When: Friday, Sept. 28 at 6:30 a.m. ET (replay on ESPNU at 2 p.m. ET)
Where: Tenerife, Spain (Santiago Martín Arena)
How to watch: ESPN3 (national streaming), LiveBasketball.tv (worldwide streaming with fee)
Rankings: Team USA is ranked first in the world. Nigeria is ranked 34th and made the World Cup by advancing to the championship in AfroBasket Women 2017, where they took home the title.
How they got here: The United States won Group D. Nigeria finished second in Group B and beat Greece in their quarterfinal qualification game.
Storylines to follow
Nigeria will be the lowest-ranked team that the United States has faced in this tournament, which any other year in recent memory would inspire much more confidence than it does now. But as Team USA hasn’t really been in the business of blowing out lower-ranked teams this week, there are concerns abound about how the United States will match up with the Nigerians.
Most notably is how well Nigeria has been playing so far. While Senegal became the first African team ever to win a FIBA Women’s Basketball World Cup game by virtue of playing before Nigeria on Sunday, Nigeria has now won three straight games en route to living up to their AfroBasket Women 2017 title and advancing to the quarterfinals. Their one loss was in their opening game to a strong Australia team.
The United States welcomed back Brittney Griner from an ankle injury in Tuesday’s win over Latvia, while also resting Elena Delle Donne and Sue Bird. Seven players scored in double figures in that game, including Griner, but the Americans also allowed Latvia’s Anete Steinberga to score 30 points, half of which came from beyond the arc.
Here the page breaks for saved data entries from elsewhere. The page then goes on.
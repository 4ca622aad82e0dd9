//! Microphone pre-record logger for RP2350A
//!
//! Keeps the last few seconds of audio in a ring of clusters on the SD card.
//! Tap the button to save the ring as `DATAnnn.WAV`, hold it to stop.

#![no_std]
#![no_main]

use defmt::*;
use embassy_executor::{InterruptExecutor, Spawner};
use embassy_futures::select::{select, Either};
use embassy_rp::adc::{self, Adc};
use embassy_rp::gpio::{Input, Level, Output, Pull};
use embassy_rp::interrupt;
use embassy_rp::interrupt::{InterruptExt, Priority};
use embassy_rp::spi;
use embassy_rp::watchdog::Watchdog;
use embassy_time::{Duration, Ticker, Timer};
use portable_atomic::{AtomicBool, AtomicU32, Ordering};
use static_cell::StaticCell;

use fat16_logger::board::{BoardCard, BoardWatchdog, UptimeTimeSource};
use fat16_logger::capture::{DoubleBuffer, Event, EventFlags, Producer, Push};
use fat16_logger::config::*;
use fat16_logger::prerecord::run_prerecord;
use fat16_logger::session::Watchdog as _;
use fat16_logger::wave::WaveFormat;
use fat16_logger::{ErrorKind, SdCard, SpiTransport, Volume};

use {defmt_rtt as _, panic_probe as _};

// ============================================================================
// Shared state
// ============================================================================

/// Flags: interrupt-priority tasks → main loop
static EVENTS: EventFlags = EventFlags::new();

static CAPTURE_BUF: StaticCell<DoubleBuffer<CAPTURE_BUF_SIZE>> = StaticCell::new();

/// Sampling runs only while a session is active
static CAPTURING: AtomicBool = AtomicBool::new(false);

/// Overrun counter as seen from the sampling side
static OVERRUNS: AtomicU32 = AtomicU32::new(0);

static EXECUTOR_HIGH: InterruptExecutor = InterruptExecutor::new();

#[interrupt]
unsafe fn SWI_IRQ_1() {
    EXECUTOR_HIGH.on_interrupt()
}

// ============================================================================
// Entry point
// ============================================================================

#[embassy_executor::main]
async fn main(_spawner: Spawner) {
    let p = embassy_rp::init(Default::default());
    info!("Audio logger starting...");

    // ── Watchdog ──────────────────────────────────────────────────────
    let mut watchdog = Watchdog::new(p.WATCHDOG);
    watchdog.start(Duration::from_millis(WATCHDOG_TIMEOUT_MS));
    let mut watchdog = BoardWatchdog(watchdog);

    // ── Capture (high priority) ──────────────────────────────────────────
    let capture = CAPTURE_BUF.init(DoubleBuffer::new());
    let (producer, mut consumer) = capture.split();
    let adc = Adc::new_blocking(p.ADC, adc::Config::default());
    let mic = adc::Channel::new_pin(p.PIN_26, Pull::None);
    let button = Input::new(p.PIN_15, Pull::Up);

    interrupt::SWI_IRQ_1.set_priority(Priority::P2);
    let high = EXECUTOR_HIGH.start(interrupt::SWI_IRQ_1);
    high.must_spawn(mic_task(producer, adc, mic));
    high.must_spawn(button_task(button));

    // ── SPI ────────────────────────────────────────────────────────────
    let mut spi_config = spi::Config::default();
    spi_config.frequency = SD_SPI_INIT_FREQ;
    let spi1 = spi::Spi::new_blocking(p.SPI1, p.PIN_10, p.PIN_11, p.PIN_12, spi_config);
    let cs = Output::new(p.PIN_13, Level::High);
    let mut card = SdCard::new(SpiTransport::new(spi1, cs));

    // ── Session loop ───────────────────────────────────────────────────
    loop {
        init_card(&mut card, &mut watchdog).await;

        let mut volume = match Volume::mount(&mut card, UptimeTimeSource) {
            Ok(v) => v,
            Err(e) => {
                error!("Volume mount failed: {:?}", e);
                reboot().await
            }
        };

        // a buffer filled before the last session ended is not this session's audio
        if consumer.poll().is_some() {
            debug!("Stale capture buffer dropped");
        }
        CAPTURING.store(true, Ordering::Relaxed);
        let res = run_prerecord(
            &mut volume,
            &mut consumer,
            &EVENTS,
            &mut watchdog,
            WaveFormat::default(),
            PRERECORD_CLUSTERS,
        );
        CAPTURING.store(false, Ordering::Relaxed);
        drop(volume);

        match res {
            Ok(summary) => info!(
                "Session done: {} file(s), {:?}",
                summary.files_saved, summary.outcome
            ),
            Err(e) => match e.kind() {
                ErrorKind::BufferOverflow => panic!("firmware defect: {:?}", e),
                _ => {
                    error!("Session aborted: {:?}", e);
                    reboot().await
                }
            },
        }

        if let Err(e) = card.go_idle() {
            warn!("SD go_idle failed: {:?}", e);
        }

        // Park until the next tap
        info!("Idle, tap to start");
        loop {
            watchdog.feed();
            if EVENTS.take(Event::Save) {
                break;
            }
            Timer::after(Duration::from_millis(50)).await;
        }
        // presses made while parked do not carry into the session
        EVENTS.clear();
    }
}

/// Bring the card up, or let the watchdog reboot us.
async fn init_card(card: &mut BoardCard, watchdog: &mut BoardWatchdog) {
    for attempt in 1..=SD_INIT_RETRIES {
        watchdog.feed();
        info!("SD init attempt {}/{}...", attempt, SD_INIT_RETRIES);
        match card.init() {
            Ok(kind) => {
                card.transport_mut().bus_mut().set_frequency(SD_SPI_WORK_FREQ);
                info!("SD card {:?}, SPI switched to {} Hz", kind, SD_SPI_WORK_FREQ);
                return;
            }
            Err(e) => {
                warn!("SD init failed: {:?}", e);
                card.transport_mut().bus_mut().set_frequency(SD_SPI_INIT_FREQ);
                Timer::after(Duration::from_millis(500)).await;
            }
        }
    }
    error!("SD card init failed after {} attempts", SD_INIT_RETRIES);
    reboot().await
}

/// Stop feeding the watchdog; it resets the board.
async fn reboot() -> ! {
    error!("Fatal error, watchdog reboot in {} ms...", WATCHDOG_TIMEOUT_MS);
    loop {
        Timer::after(Duration::from_secs(1)).await;
    }
}

// ============================================================================
// Microphone task: one ADC sample per tick into the double buffer
// ============================================================================

#[embassy_executor::task]
async fn mic_task(
    mut producer: Producer<'static, CAPTURE_BUF_SIZE>,
    mut adc: Adc<'static, adc::Blocking>,
    mut mic: adc::Channel<'static>,
) {
    info!("mic_task started");
    let mut ticker = Ticker::every(Duration::from_hz(AUDIO_SAMPLE_RATE as u64));
    let mut capturing = false;
    loop {
        ticker.next().await;
        let now = CAPTURING.load(Ordering::Relaxed);
        if now && !capturing {
            // start the session on an empty buffer
            producer.restart();
        }
        capturing = now;
        if !capturing {
            continue;
        }
        // 12-bit ADC to unsigned 8-bit PCM
        let sample = match adc.blocking_read(&mut mic) {
            Ok(v) => (v >> 4) as u8,
            Err(_) => 0x80,
        };
        if producer.push(sample) == Push::Overrun {
            let n = OVERRUNS.fetch_add(1, Ordering::Relaxed) + 1;
            if n % 100 == 1 {
                warn!("Capture overrun ({} total)", n);
            }
        }
    }
}

// ============================================================================
// Button task: tap = save, hold = stop
// ============================================================================

#[embassy_executor::task]
async fn button_task(mut button: Input<'static>) {
    loop {
        button.wait_for_falling_edge().await;
        Timer::after(Duration::from_millis(20)).await;
        if button.is_high() {
            continue;
        }
        let hold = Timer::after(Duration::from_millis(800));
        let event = match select(button.wait_for_high(), hold).await {
            Either::First(()) => Event::Save,
            Either::Second(()) => Event::Stop,
        };
        if !EVENTS.raise(event) {
            debug!("{:?} already pending", event);
        }
        button.wait_for_high().await;
    }
}
//! Sensor and audio logger core for a raw microSD card.
//!
//! Layers, leaves first:
//!
//! * [`transport`]: byte exchange over SPI with manual chip-select
//! * [`sdcard`]: SD init handshake and single 512-byte block transfers
//! * [`fat`]: FAT16 mount, cluster allocation, chain update, directory publish
//! * [`capture`]: interrupt-filled double buffer and event flags
//! * [`session`] / [`prerecord`]: the write loops that tie them together
//!
//! ## Features
//!
//! * `log` (default): log through the `log` facade.
//! * `defmt-log`: log through `defmt` instead.
//! * `rp2350`: board support and the firmware binaries.

#![cfg_attr(not(test), no_std)]

#[macro_use]
mod fmt;

pub mod block_device;
pub mod capture;
pub mod config;
pub mod csv;
pub mod error;
pub mod fat;
pub mod prerecord;
pub mod sdcard;
pub mod sensor;
pub mod session;
pub mod time;
pub mod transport;
pub mod wave;

#[cfg(feature = "rp2350")]
pub mod board;

pub use crate::block_device::{Block, BlockDevice, RamDisk};
pub use crate::error::{Error, ErrorKind, Result};
pub use crate::fat::Volume;
pub use crate::sdcard::{CardKind, SdCard};
pub use crate::transport::{SpiTransport, Transport};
Nigeria’s Evelyn Akhator should give the United States the most trouble in this game, leading her team in scoring (14.5 points per game) and rebounding (10.3 rebounds per game), so the Americans would do well to ensure she isn’t able to run up the scoring and keep Nigeria in the game.
On paper, this should end up being a comfortable victory to send Team USA to the semifinals, especially considering the extra day of rest they received thanks to not having to play in a qualification game. But as we’ve learned in this tournament so far, it’s anyone’s guess which United States team will show up — and how long it will take to adjust to not just the opposing side, but each other as well.